Он каким-то образом очутился около кафедры, для равновесия уперся в нее руками, и голос его зазвучал, произнося как будто осмысленные слова. Из тумана стали выступать отдельные лица. Мартин выбрал настороженного старичка и старался рассмешить его и поразить.
В задних рядах он увидел Леору — она ему кивала, подбадривая. Осмелев он отвел глаза в сторону от тропы лиц, убегавшей в гору прямо перед ним. Глянул на балкон…
Аудитория видела молодого лектора, рассуждавшего о сыворотках и вакцинах, но, в то время как голос его продолжал жужжать, этот церковный лектор заметил две шелковые ножки, выделявшиеся в первом ряду балкона, обнаружил, что они принадлежат Орхидее Пиккербо и что она мечет вниз стрелы восхищения.
Кончив лекцию, Мартин услышал самые восторженные аплодисменты — все лекторы после всякой лекции удостаиваются таких аплодисментов, — и директор курсов говорил ему самые лестные слова, и публика валила к выходу с самой ревностной поспешностью, и Мартин обнаружил, что стоит в притворе и держит за руку Орхидею и она щебечет самым нежным голоском:
— Ах, доктор Эроусмит, вы были просто изумительны! Лекторы большей частью такие нудные, старые, а ваш доклад был великолепен! Лечу домой и порадую папу! Он будет в восторге!
Только тут он заметил, что Леора тоже пробралась в притвор и глядит на них глазами жены.
По дороге домой Леора хранила красноречивое молчание.
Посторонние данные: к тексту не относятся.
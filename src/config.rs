use std::env;
use std::time::Duration;

use dotenvy::dotenv;

/// Static configuration of the API client. Nothing here mutates after
/// startup.
#[derive(Debug, Clone)]
pub struct Config {
    pub base_url: String,
    pub connect_timeout: Duration,
    pub request_timeout: Duration,
}

impl Config {
    pub fn from_env() -> Self {
        dotenv().ok();

        Self {
            base_url: env::var("HR_API_BASE_URL")
                .unwrap_or_else(|_| "http://127.0.0.1:8080".to_string()),
            connect_timeout: Duration::from_millis(
                env::var("HR_API_CONNECT_TIMEOUT_MS")
                    .unwrap_or_else(|_| "15000".to_string())
                    .parse()
                    .unwrap_or(15_000),
            ),
            request_timeout: Duration::from_millis(
                env::var("HR_API_REQUEST_TIMEOUT_MS")
                    .unwrap_or_else(|_| "30000".to_string())
                    .parse()
                    .unwrap_or(30_000),
            ),
        }
    }

    pub fn with_base_url(base_url: impl Into<String>) -> Self {
        Self {
            base_url: base_url.into(),
            ..Self::from_env()
        }
    }
}

impl Default for Config {
    fn default() -> Self {
        Self::from_env()
    }
}
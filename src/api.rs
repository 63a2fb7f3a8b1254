use log::debug;
use reqwest::{RequestBuilder, Response};
use serde::de::DeserializeOwned;
use serde::Serialize;

use crate::config::Config;
use crate::error::ApiError;
use crate::models::{
    AttendanceQuery, AttendanceRecord, CreateAttendanceRequest, CreateEmployeeRequest,
    CreateUserRequest, DashboardSummary, Employee, LoginRequest, LoginResponse, Project,
    UpdateAttendanceRequest, UpdateEmployeeRequest, UpdateUserRequest, UserResponse,
};

/// One method per backend operation. `ApiClient` is the production
/// implementation; tests substitute an in-memory stub.
#[allow(async_fn_in_trait)]
pub trait HrApi {
    async fn login(&self, request: &LoginRequest) -> Result<LoginResponse, ApiError>;

    async fn get_employees(&self, token: &str) -> Result<Vec<Employee>, ApiError>;
    async fn create_employee(
        &self,
        token: &str,
        request: &CreateEmployeeRequest,
    ) -> Result<Employee, ApiError>;
    async fn update_employee(
        &self,
        token: &str,
        employee_id: &str,
        request: &UpdateEmployeeRequest,
    ) -> Result<Employee, ApiError>;
    async fn delete_employee(&self, token: &str, employee_id: &str) -> Result<(), ApiError>;

    async fn get_projects(&self, token: &str) -> Result<Vec<Project>, ApiError>;
    async fn create_project(&self, token: &str, project: &Project) -> Result<Project, ApiError>;
    async fn update_project(
        &self,
        token: &str,
        project_id: &str,
        project: &Project,
    ) -> Result<Project, ApiError>;
    async fn delete_project(&self, token: &str, project_id: &str) -> Result<(), ApiError>;

    async fn get_users(&self, token: &str) -> Result<Vec<UserResponse>, ApiError>;
    async fn create_user(
        &self,
        token: &str,
        request: &CreateUserRequest,
    ) -> Result<UserResponse, ApiError>;
    async fn update_user(
        &self,
        token: &str,
        user_id: &str,
        request: &UpdateUserRequest,
    ) -> Result<UserResponse, ApiError>;
    async fn delete_user(&self, token: &str, user_id: &str) -> Result<(), ApiError>;

    async fn get_attendance(
        &self,
        token: &str,
        query: &AttendanceQuery,
    ) -> Result<Vec<AttendanceRecord>, ApiError>;
    async fn create_attendance(
        &self,
        token: &str,
        request: &CreateAttendanceRequest,
    ) -> Result<AttendanceRecord, ApiError>;
    async fn update_attendance(
        &self,
        token: &str,
        record_id: &str,
        request: &UpdateAttendanceRequest,
    ) -> Result<AttendanceRecord, ApiError>;
    async fn delete_attendance(&self, token: &str, record_id: &str) -> Result<(), ApiError>;

    async fn get_dashboard_summary(&self, token: &str) -> Result<DashboardSummary, ApiError>;
}

/// Stateless JSON client for the HR backend. Holds nothing mutable beyond
/// the connection pool inside `reqwest::Client`; cloning is cheap.
#[derive(Clone)]
pub struct ApiClient {
    http: reqwest::Client,
    base_url: String,
}

impl ApiClient {
    pub fn new(config: &Config) -> Result<Self, ApiError> {
        let http = reqwest::Client::builder()
            .connect_timeout(config.connect_timeout)
            .timeout(config.request_timeout)
            .build()
            .map_err(ApiError::from_reqwest)?;

        Ok(Self {
            http,
            base_url: config.base_url.trim_end_matches('/').to_string(),
        })
    }

    fn url(&self, path: &str) -> String {
        format!("{}{}", self.base_url, path)
    }

    /// Sends the request and maps every failure mode onto the error
    /// taxonomy. Single attempt, no retries.
    async fn send(&self, builder: RequestBuilder) -> Result<Response, ApiError> {
        let response = builder
            .header(reqwest::header::ACCEPT, "application/json")
            .send()
            .await
            .map_err(ApiError::from_reqwest)?;

        let status = response.status();
        if !status.is_success() {
            let body = response.text().await.unwrap_or_default();
            debug!("api: request failed with {status}: {body}");
            return Err(ApiError::Http {
                status: status.as_u16(),
                body,
            });
        }
        Ok(response)
    }

    async fn read_json<T: DeserializeOwned>(response: Response) -> Result<T, ApiError> {
        let body = response.text().await.map_err(ApiError::from_reqwest)?;
        Ok(serde_json::from_str(&body)?)
    }

    async fn get_json<T: DeserializeOwned>(&self, token: &str, path: &str) -> Result<T, ApiError> {
        let response = self.send(self.http.get(self.url(path)).bearer_auth(token)).await?;
        Self::read_json(response).await
    }

    async fn post_json<B: Serialize + ?Sized, T: DeserializeOwned>(
        &self,
        token: &str,
        path: &str,
        body: &B,
    ) -> Result<T, ApiError> {
        let response = self
            .send(self.http.post(self.url(path)).bearer_auth(token).json(body))
            .await?;
        Self::read_json(response).await
    }

    async fn put_json<B: Serialize + ?Sized, T: DeserializeOwned>(
        &self,
        token: &str,
        path: &str,
        body: &B,
    ) -> Result<T, ApiError> {
        let response = self
            .send(self.http.put(self.url(path)).bearer_auth(token).json(body))
            .await?;
        Self::read_json(response).await
    }

    async fn delete(&self, token: &str, path: &str) -> Result<(), ApiError> {
        self.send(self.http.delete(self.url(path)).bearer_auth(token))
            .await?;
        Ok(())
    }
}

impl HrApi for ApiClient {
    async fn login(&self, request: &LoginRequest) -> Result<LoginResponse, ApiError> {
        debug!("api: login attempt for {}", request.email);
        let response = self
            .send(self.http.post(self.url("/auth/login")).json(request))
            .await?;
        Self::read_json(response).await
    }

    async fn get_employees(&self, token: &str) -> Result<Vec<Employee>, ApiError> {
        self.get_json(token, "/admin/employees").await
    }

    async fn create_employee(
        &self,
        token: &str,
        request: &CreateEmployeeRequest,
    ) -> Result<Employee, ApiError> {
        self.post_json(token, "/admin/employees", request).await
    }

    async fn update_employee(
        &self,
        token: &str,
        employee_id: &str,
        request: &UpdateEmployeeRequest,
    ) -> Result<Employee, ApiError> {
        self.put_json(token, &format!("/admin/employees/{employee_id}"), request)
            .await
    }

    async fn delete_employee(&self, token: &str, employee_id: &str) -> Result<(), ApiError> {
        self.delete(token, &format!("/admin/employees/{employee_id}"))
            .await
    }

    async fn get_projects(&self, token: &str) -> Result<Vec<Project>, ApiError> {
        self.get_json(token, "/admin/projects").await
    }

    async fn create_project(&self, token: &str, project: &Project) -> Result<Project, ApiError> {
        self.post_json(token, "/admin/projects", project).await
    }

    async fn update_project(
        &self,
        token: &str,
        project_id: &str,
        project: &Project,
    ) -> Result<Project, ApiError> {
        self.put_json(token, &format!("/admin/projects/{project_id}"), project)
            .await
    }

    async fn delete_project(&self, token: &str, project_id: &str) -> Result<(), ApiError> {
        self.delete(token, &format!("/admin/projects/{project_id}"))
            .await
    }

    async fn get_users(&self, token: &str) -> Result<Vec<UserResponse>, ApiError> {
        self.get_json(token, "/admin/users").await
    }

    async fn create_user(
        &self,
        token: &str,
        request: &CreateUserRequest,
    ) -> Result<UserResponse, ApiError> {
        self.post_json(token, "/admin/users", request).await
    }

    async fn update_user(
        &self,
        token: &str,
        user_id: &str,
        request: &UpdateUserRequest,
    ) -> Result<UserResponse, ApiError> {
        self.put_json(token, &format!("/admin/users/{user_id}"), request)
            .await
    }

    async fn delete_user(&self, token: &str, user_id: &str) -> Result<(), ApiError> {
        self.delete(token, &format!("/admin/users/{user_id}")).await
    }

    async fn get_attendance(
        &self,
        token: &str,
        query: &AttendanceQuery,
    ) -> Result<Vec<AttendanceRecord>, ApiError> {
        let response = self
            .send(
                self.http
                    .get(self.url("/admin/attendance"))
                    .bearer_auth(token)
                    .query(&query.params()),
            )
            .await?;
        Self::read_json(response).await
    }

    async fn create_attendance(
        &self,
        token: &str,
        request: &CreateAttendanceRequest,
    ) -> Result<AttendanceRecord, ApiError> {
        self.post_json(token, "/admin/attendance", request).await
    }

    async fn update_attendance(
        &self,
        token: &str,
        record_id: &str,
        request: &UpdateAttendanceRequest,
    ) -> Result<AttendanceRecord, ApiError> {
        self.put_json(token, &format!("/admin/attendance/{record_id}"), request)
            .await
    }

    async fn delete_attendance(&self, token: &str, record_id: &str) -> Result<(), ApiError> {
        self.delete(token, &format!("/admin/attendance/{record_id}"))
            .await
    }

    async fn get_dashboard_summary(&self, token: &str) -> Result<DashboardSummary, ApiError> {
        self.get_json(token, "/admin/reports/summary").await
    }
}
use crate::api::HrApi;
use crate::models::DashboardSummary;
use crate::repository::HrRepository;

/// Read-only reporting screen. There is nothing to mutate; the summary is
/// computed server-side and only ever refreshed.
pub struct DashboardViewModel<A: HrApi> {
    repo: HrRepository<A>,
    pub summary: Option<DashboardSummary>,
    pub is_loading: bool,
    pub error_message: Option<String>,
}

impl<A: HrApi> DashboardViewModel<A> {
    pub fn new(repo: HrRepository<A>) -> Self {
        Self {
            repo,
            summary: None,
            is_loading: true,
            error_message: None,
        }
    }

    pub async fn refresh(&mut self, token: &str) {
        self.is_loading = true;
        self.error_message = None;
        match self.repo.get_dashboard_summary(token).await {
            Some(summary) => self.summary = Some(summary),
            None => self.error_message = Some("Failed to load summary".to_string()),
        }
        self.is_loading = false;
    }
}
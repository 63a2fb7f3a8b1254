use crate::api::HrApi;
use crate::models::Project;
use crate::repository::HrRepository;

pub struct ProjectViewModel<A: HrApi> {
    repo: HrRepository<A>,
    pub projects: Vec<Project>,
    pub is_loading: bool,
    pub error_message: Option<String>,
}

impl<A: HrApi> ProjectViewModel<A> {
    pub fn new(repo: HrRepository<A>) -> Self {
        Self {
            repo,
            projects: Vec::new(),
            is_loading: true,
            error_message: None,
        }
    }

    pub async fn refresh(&mut self, token: &str) {
        self.is_loading = true;
        self.error_message = None;
        match self.repo.get_projects(token).await {
            Some(projects) => self.projects = projects,
            None => self.error_message = Some("Failed to load projects".to_string()),
        }
        self.is_loading = false;
    }

    pub async fn create(&mut self, token: &str, project: &Project, on_success: impl FnOnce()) {
        if self.repo.create_project(token, project).await.is_some() {
            on_success();
        }
        self.refresh(token).await;
    }

    pub async fn update(
        &mut self,
        token: &str,
        project_id: &str,
        project: &Project,
        on_success: impl FnOnce(),
    ) {
        if self
            .repo
            .update_project(token, project_id, project)
            .await
            .is_some()
        {
            on_success();
        }
        self.refresh(token).await;
    }

    pub async fn delete(&mut self, token: &str, project_id: &str, on_success: impl FnOnce()) {
        if self.repo.delete_project(token, project_id).await {
            on_success();
        }
        self.refresh(token).await;
    }
}
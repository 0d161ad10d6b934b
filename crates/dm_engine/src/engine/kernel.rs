// crates/dm_engine/src/engine/kernel.rs

//! 外部物理内核契约
//!
//! 岸线演变物理（波致输沙、岸线角更新）由外部内核实现，本层只定义
//! 调用契约：整步推进与分数步推进，二者都同步执行并返回显式结果。

use dm_foundation::error::DmResult;

use crate::state::GridStore;
use crate::waves::WaveClimate;

/// 形态演变内核契约
///
/// 实现方约定：
/// - `advance_step` 将状态推进一个完整模型步
/// - `advance_fraction` 推进一个步长的 `fraction` 倍；
///   `fraction == 0.0` 必须是无害的空操作
pub trait MorphologyKernel {
    /// 推进一个完整模型步
    fn advance_step(&mut self, store: &mut GridStore, waves: &mut WaveClimate) -> DmResult<()>;

    /// 推进一个步长的分数倍
    fn advance_fraction(
        &mut self,
        store: &mut GridStore,
        waves: &mut WaveClimate,
        fraction: f64,
    ) -> DmResult<()>;
}

/// 空置内核
///
/// 不改变任何状态的占位实现，用于演示运行和契约测试。
#[derive(Debug, Clone, Copy, Default)]
pub struct IdleKernel;

impl MorphologyKernel for IdleKernel {
    fn advance_step(&mut self, _store: &mut GridStore, _waves: &mut WaveClimate) -> DmResult<()> {
        Ok(())
    }

    fn advance_fraction(
        &mut self,
        _store: &mut GridStore,
        _waves: &mut WaveClimate,
        _fraction: f64,
    ) -> DmResult<()> {
        Ok(())
    }
}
— Ну как, понравилась тебе моя лекция? — сказал он, выждав в негодовании приличный срок.
— Да, прошло недурно. Было, верно, очень тяжело говорить перед этим дурачьем.
— Дурачье? Кого ты разумеешь под «дурачьем»? Они меня превосходно поняли. И слушали прекрасно.
— Да? Ну, как бы там ни было, тебе, слава богу, не грозит опасность заговориться. Пиккербо слишком любит слушать свой собственный голос, он не станет часто выпускать тебя на эстраду.
— Я читал охотно. Все-таки невредно время от времени высказаться перед публикой. Это заставляет мыслить более четко.
— Да! Взять, например, милых, добрых политиков — как четко они мыслят!
— Послушай, Леора! Мы, конечно, знаем, что муж у тебя мурло и ни на что не годен, кроме лишь лаборатории, но мне думается, ты могла бы хоть для виду проявить немного энтузиазма по поводу его первого публичного выступления — самого первого в его жизни и, как-никак, удачного!
— Ах ты глупыш! Разве я не проявила энтузиазма? Я бешено аплодировала. Нашла, что ты очень здорово прочел свой доклад. Но только… Мне кажется, что другое ты мог бы делать лучше. Что мы предпримем вечером? Ограничимся дома холодной закуской или поужинаем в кафетерии?
Так его низвели из героев в мужья, и он изведал все прелести непризнанности.
Всю неделю он смаковал свою обиду, но с наступлением зимы началась лихорадка нудно-веселых обедов и безопасно-ярого бриджа, и первый вечер дома, первый случай поцапаться без помехи выдался в пятницу. Мартин провозгласил лозунг: «Вернуться к серьезному чтению — почитать хотя бы физиологию, а в добавление немного Арнольда Беннета — приятное мирное чтение». Но дело свелось к просмотру новостей в медицинских журналах.